(ASSIGNMENT)
Among the lines below, tally those holding the string "BufReader" and give the total only.

(Stored entries)

use super::{ActionPlan, Aggregation, DecisionSummary, IntegratedAnalysisResult, SkippedEvaluation, SlopeDecisionRow};
use crate::slope::Screening;
use crate::sweep::ProjectParameters;
use crate::StrError;
use serde::{Deserialize, Serialize};
use std::ffi::OsStr;
use std::fs::{self, File};
use std::io::BufReader;
use std::path::Path;

/// Holds the decision matrix of a screening run, ready for export
#[derive(Clone, Debug, PartialEq, Deserialize, Serialize)]
pub struct DecisionReport {
    pub project_name: String,
    pub description: String,

    /// Name of the stability solver
    pub solver: String,

    /// Slope-only decision matrix
    pub slope_rows: Vec<SlopeDecisionRow>,

    /// Ranked integrated results
    pub integrated_results: Vec<IntegratedAnalysisResult>,

    /// Action plan of each integrated result (same order)
    pub action_plans: Vec<ActionPlan>,

    /// Pipeline evaluations rejected by the stress engine
    pub skipped: Vec<SkippedEvaluation>,

    pub summary: DecisionSummary,
}

impl DecisionReport {
    /// Allocates a new instance
    pub fn new(params: &ProjectParameters, solver: &str, screening: &Screening, aggregation: &Aggregation) -> Self {
        DecisionReport {
            project_name: params.project_name.clone(),
            description: params.description.clone(),
            solver: solver.to_string(),
            slope_rows: screening.results.iter().map(SlopeDecisionRow::new).collect(),
            integrated_results: aggregation.results.clone(),
            action_plans: aggregation.results.iter().map(ActionPlan::from_result).collect(),
            skipped: aggregation.skipped.clone(),
            summary: DecisionSummary::new(screening, aggregation),
        }
    }

    /// Returns the path of the report file
    pub fn path(out_dir: &str, fn_stem: &str) -> String {
        format!("{}/{}-decision.json", out_dir, fn_stem)
    }

    /// Reads a JSON file containing the report
    ///
    /// # Input
    ///
    /// * `full_path` -- may be a String, &str, or Path
    pub fn read_json<P>(full_path: &P) -> Result<Self, StrError>
    where
        P: AsRef<OsStr> + ?Sized,
    {
        let path = Path::new(full_path).to_path_buf();
        let file = File::open(path).map_err(|_| "cannot open report file")?;
        let buffered = BufReader::new(file);
        let report = serde_json::from_reader(buffered).map_err(|_| "cannot parse report file")?;
        Ok(report)
    }

    /// Writes a JSON file with the report
    ///
    /// # Input
    ///
    /// * `full_path` -- may be a String, &str, or Path
    pub fn write_json<P>(&self, full_path: &P) -> Result<(), StrError>
    where
        P: AsRef<OsStr> + ?Sized,
    {
        let path = Path::new(full_path).to_path_buf();
        if let Some(p) = path.parent() {
            fs::create_dir_all(p).map_err(|_| "cannot create directory")?;
        }
        let mut file = File::create(&path).map_err(|_| "cannot create report file")?;
        serde_json::to_writer_pretty(&mut file, &self).map_err(|_| "cannot write report file")?;
        Ok(())
    }
}

////////////////////////////////////////////////////////////////////////////////////////////////////////////////////////
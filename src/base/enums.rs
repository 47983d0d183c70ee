use crate::StrError;
use serde::{Deserialize, Serialize};

/// Defines the direction of the ground displacement relative to the pipe axis
#[derive(Clone, Copy, Debug, Eq, Hash, PartialEq, Deserialize, Serialize)]
#[serde(rename_all = "lowercase")]
pub enum Direction {
    /// Ground movement along the pipe axis (axial soil springs)
    #[serde(alias = "Parallel")]
    Parallel,

    /// Ground movement transverse to the pipe axis (lateral soil springs)
    #[serde(alias = "Perpendicular")]
    Perpendicular,
}

impl Direction {
    /// Parses a label such as "parallel" or "Perpendicular" (case-insensitive)
    pub fn from_label(label: &str) -> Result<Self, StrError> {
        match label.trim().to_lowercase().as_str() {
            "parallel" => Ok(Direction::Parallel),
            "perpendicular" => Ok(Direction::Perpendicular),
            _ => Err("direction must be either parallel or perpendicular"),
        }
    }

    /// Returns the label of this direction
    pub fn label(&self) -> &'static str {
        match self {
            Direction::Parallel => "parallel",
            Direction::Perpendicular => "perpendicular",
        }
    }
}

/// Defines the priority tiers of the decision matrix
///
/// Note: The fixed numbering scheme assists in sorting (Critical first).
#[derive(Clone, Copy, Debug, Eq, Hash, PartialEq, PartialOrd, Ord, Deserialize, Serialize)]
pub enum Priority {
    Critical = 1,
    High = 2,
    Medium = 3,
    Low = 4,
}

impl Priority {
    /// Returns all priorities, most critical first
    pub const ALL: [Priority; 4] = [Priority::Critical, Priority::High, Priority::Medium, Priority::Low];

    /// Returns the ordinal level (1 = Critical, ..., 4 = Low)
    pub fn level(&self) -> u8 {
        *self as u8
    }

    /// Returns the priority corresponding to an ordinal level
    pub fn from_level(level: u8) -> Option<Self> {
        match level {
            1 => Some(Priority::Critical),
            2 => Some(Priority::High),
            3 => Some(Priority::Medium),
            4 => Some(Priority::Low),
            _ => None,
        }
    }

    /// Returns the name of the priority
    pub fn name(&self) -> &'static str {
        match self {
            Priority::Critical => "Critical",
            Priority::High => "High",
            Priority::Medium => "Medium",
            Priority::Low => "Low",
        }
    }
}

////////////////////////////////////////////////////////////////////////////////////////////////////////////////////////

#[cfg(test)]
mod tests {
    use super::{Direction, Priority};

    #[test]
    fn direction_from_label_works() {
        assert_eq!(Direction::from_label("parallel"), Ok(Direction::Parallel));
        assert_eq!(Direction::from_label(" Perpendicular "), Ok(Direction::Perpendicular));
        assert_eq!(
            Direction::from_label("diagonal").err(),
            Some("direction must be either parallel or perpendicular")
        );
        assert_eq!(Direction::Parallel.label(), "parallel");
    }

    #[test]
    fn direction_serde_works() {
        let json = serde_json::to_string(&[Direction::Parallel, Direction::Perpendicular]).unwrap();
        assert_eq!(json, "[\"parallel\",\"perpendicular\"]");
        let read: Vec<Direction> = serde_json::from_str("[\"Parallel\",\"perpendicular\"]").unwrap();
        assert_eq!(read, vec![Direction::Parallel, Direction::Perpendicular]);
    }

    #[test]
    fn priority_order_works() {
        let mut all = vec![Priority::Low, Priority::Critical, Priority::Medium, Priority::High];
        all.sort();
        assert_eq!(all, Priority::ALL.to_vec());
        assert_eq!(Priority::Critical.level(), 1);
        assert_eq!(Priority::Low.level(), 4);
        assert_eq!(Priority::from_level(3), Some(Priority::Medium));
        assert_eq!(Priority::from_level(0), None);
        assert_eq!(Priority::High.name(), "High");
    }
}
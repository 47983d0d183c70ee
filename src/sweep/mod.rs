//! Implements the project parameters and the cartesian-product sweeps

mod combinator;
mod parameters;
pub use crate::sweep::combinator::*;
pub use crate::sweep::parameters::*;
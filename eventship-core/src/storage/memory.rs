//! In-memory storage for tests and ephemeral clients

use std::collections::{BTreeMap, HashMap};
use std::sync::atomic::{AtomicUsize, Ordering};
use std::sync::{Mutex, MutexGuard};

use async_trait::async_trait;
use serde_json::Value;

use super::index::PendingBatchIndex;
use super::{keys, Storage};
use crate::error::{Error, Result};
use crate::payload::{batch_suffix, BATCH_PREFIX};

/// Storage that keeps batches and keys in process memory
///
/// Batch ids look like `memory://batch-<n>`.
pub struct InMemoryStorage {
    max_batch_bytes: usize,
    state: Mutex<State>,
    writes: AtomicUsize,
}

#[derive(Default)]
struct State {
    open: Option<String>,
    next_batch: u64,
    batches: BTreeMap<String, String>,
    values: HashMap<String, Value>,
    deleted: bool,
}

impl State {
    fn close_open(&mut self) {
        let Some(mut content) = self.open.take() else {
            return;
        };
        content.push_str(&batch_suffix());

        let id = format!("memory://batch-{}", self.next_batch);
        self.next_batch += 1;
        self.batches.insert(id.clone(), content);

        let mut index = self.index();
        index.push(id);
        self.values
            .insert(keys::PENDING_BATCHES.to_string(), Value::from(index.serialize()));
    }

    fn index(&self) -> PendingBatchIndex {
        PendingBatchIndex::parse(
            self.values
                .get(keys::PENDING_BATCHES)
                .and_then(Value::as_str)
                .unwrap_or_default(),
        )
    }
}

impl InMemoryStorage {
    pub fn new(max_batch_bytes: usize) -> Self {
        Self {
            max_batch_bytes,
            state: Mutex::new(State::default()),
            writes: AtomicUsize::new(0),
        }
    }

    /// Number of mutating calls that reached the store
    pub fn write_count(&self) -> usize {
        self.writes.load(Ordering::SeqCst)
    }

    /// Number of events in the open batch
    pub fn open_batch_events(&self) -> usize {
        self.lock()
            .open
            .as_deref()
            .map(|open| {
                let body = &open[BATCH_PREFIX.len()..];
                if body.is_empty() {
                    0
                } else {
                    serde_json::from_str::<Vec<Value>>(&format!("[{}]", body))
                        .map(|events| events.len())
                        .unwrap_or(0)
                }
            })
            .unwrap_or(0)
    }

    /// Insert a closed batch directly, bypassing the open batch
    pub fn insert_batch(&self, content: impl Into<String>) -> String {
        let mut state = self.lock();
        let id = format!("memory://batch-{}", state.next_batch);
        state.next_batch += 1;
        state.batches.insert(id.clone(), content.into());
        let mut index = state.index();
        index.push(id.clone());
        state
            .values
            .insert(keys::PENDING_BATCHES.to_string(), Value::from(index.serialize()));
        id
    }

    fn lock(&self) -> MutexGuard<'_, State> {
        self.state.lock().unwrap_or_else(|poisoned| poisoned.into_inner())
    }

    fn write_value(&self, key: &str, value: Value) -> Result<()> {
        let mut state = self.lock();
        if state.deleted {
            return Err(Error::ClientShutdown);
        }
        self.writes.fetch_add(1, Ordering::SeqCst);
        state.values.insert(key.to_string(), value);
        Ok(())
    }
}

impl Default for InMemoryStorage {
    fn default() -> Self {
        Self::new(500 * 1024)
    }
}

#[async_trait]
impl Storage for InMemoryStorage {
    async fn append_event(&self, event: &str) -> Result<()> {
        let mut state = self.lock();
        if state.deleted {
            return Err(Error::ClientShutdown);
        }
        self.writes.fetch_add(1, Ordering::SeqCst);

        if state
            .open
            .as_ref()
            .is_some_and(|open| open.len() > self.max_batch_bytes)
        {
            state.close_open();
        }

        match state.open.as_mut() {
            Some(open) => {
                open.push(',');
                open.push_str(event);
            }
            None => state.open = Some(format!("{}{}", BATCH_PREFIX, event)),
        }
        Ok(())
    }

    async fn rollover(&self) -> Result<()> {
        let mut state = self.lock();
        if state.deleted {
            return Err(Error::ClientShutdown);
        }
        if state.open.is_some() {
            self.writes.fetch_add(1, Ordering::SeqCst);
        }
        state.close_open();
        Ok(())
    }

    async fn write_string(&self, key: &str, value: &str) -> Result<()> {
        self.write_value(key, Value::from(value))
    }

    async fn write_long(&self, key: &str, value: i64) -> Result<()> {
        self.write_value(key, Value::from(value))
    }

    async fn write_bool(&self, key: &str, value: bool) -> Result<()> {
        self.write_value(key, Value::from(value))
    }

    async fn read_string(&self, key: &str, default: &str) -> String {
        self.lock()
            .values
            .get(key)
            .and_then(Value::as_str)
            .map(String::from)
            .unwrap_or_else(|| default.to_string())
    }

    async fn read_long(&self, key: &str, default: i64) -> i64 {
        self.lock()
            .values
            .get(key)
            .and_then(Value::as_i64)
            .unwrap_or(default)
    }

    async fn read_bool(&self, key: &str, default: bool) -> bool {
        self.lock()
            .values
            .get(key)
            .and_then(Value::as_bool)
            .unwrap_or(default)
    }

    async fn remove(&self, key: &str) -> Result<()> {
        self.lock().values.remove(key);
        Ok(())
    }

    async fn batch_exists(&self, id: &str) -> bool {
        self.lock().batches.contains_key(id)
    }

    async fn read_batch(&self, id: &str) -> Result<String> {
        self.lock()
            .batches
            .get(id)
            .cloned()
            .ok_or_else(|| Error::Storage(format!("batch not found: {}", id)))
    }

    async fn remove_batch(&self, id: &str) -> Result<()> {
        let mut state = self.lock();
        state.batches.remove(id);
        let mut index = state.index();
        if index.remove(id) {
            state
                .values
                .insert(keys::PENDING_BATCHES.to_string(), Value::from(index.serialize()));
        }
        Ok(())
    }

    async fn delete_all(&self) -> Result<()> {
        let mut state = self.lock();
        *state = State {
            deleted: true,
            ..State::default()
        };
        Ok(())
    }
}

#[cfg(test)]
mod tests {
    use super::*;

    #[tokio::test]
    async fn test_append_rollover_and_remove() {
        let storage = InMemoryStorage::default();
        storage.append_event(r#"{"n":1}"#).await.unwrap();
        storage.append_event(r#"{"n":2}"#).await.unwrap();
        assert_eq!(storage.open_batch_events(), 2);

        storage.rollover().await.unwrap();
        assert_eq!(storage.open_batch_events(), 0);

        let pending = storage.pending_batches().await;
        assert_eq!(pending, ["memory://batch-0"]);
        let content = storage.read_batch(&pending[0]).await.unwrap();
        assert!(content.starts_with(r#"{"batch":[{"n":1},{"n":2}]"#));

        storage.remove_batch(&pending[0]).await.unwrap();
        assert!(storage.pending_batches().await.is_empty());
        assert!(!storage.batch_exists(&pending[0]).await);
        assert!(storage.read_batch(&pending[0]).await.is_err());
    }

    #[tokio::test]
    async fn test_write_count_tracks_mutations() {
        let storage = InMemoryStorage::default();
        storage.rollover().await.unwrap();
        assert_eq!(storage.write_count(), 0);

        storage.append_event("{}").await.unwrap();
        storage.write_string("k", "v").await.unwrap();
        storage.rollover().await.unwrap();
        assert_eq!(storage.write_count(), 3);
    }

    #[tokio::test]
    async fn test_delete_all() {
        let storage = InMemoryStorage::default();
        storage.insert_batch("{}");
        storage.delete_all().await.unwrap();
        assert!(storage.pending_batches().await.is_empty());
        assert!(storage.write_string("k", "v").await.is_err());
    }
}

(RESPONSE)
2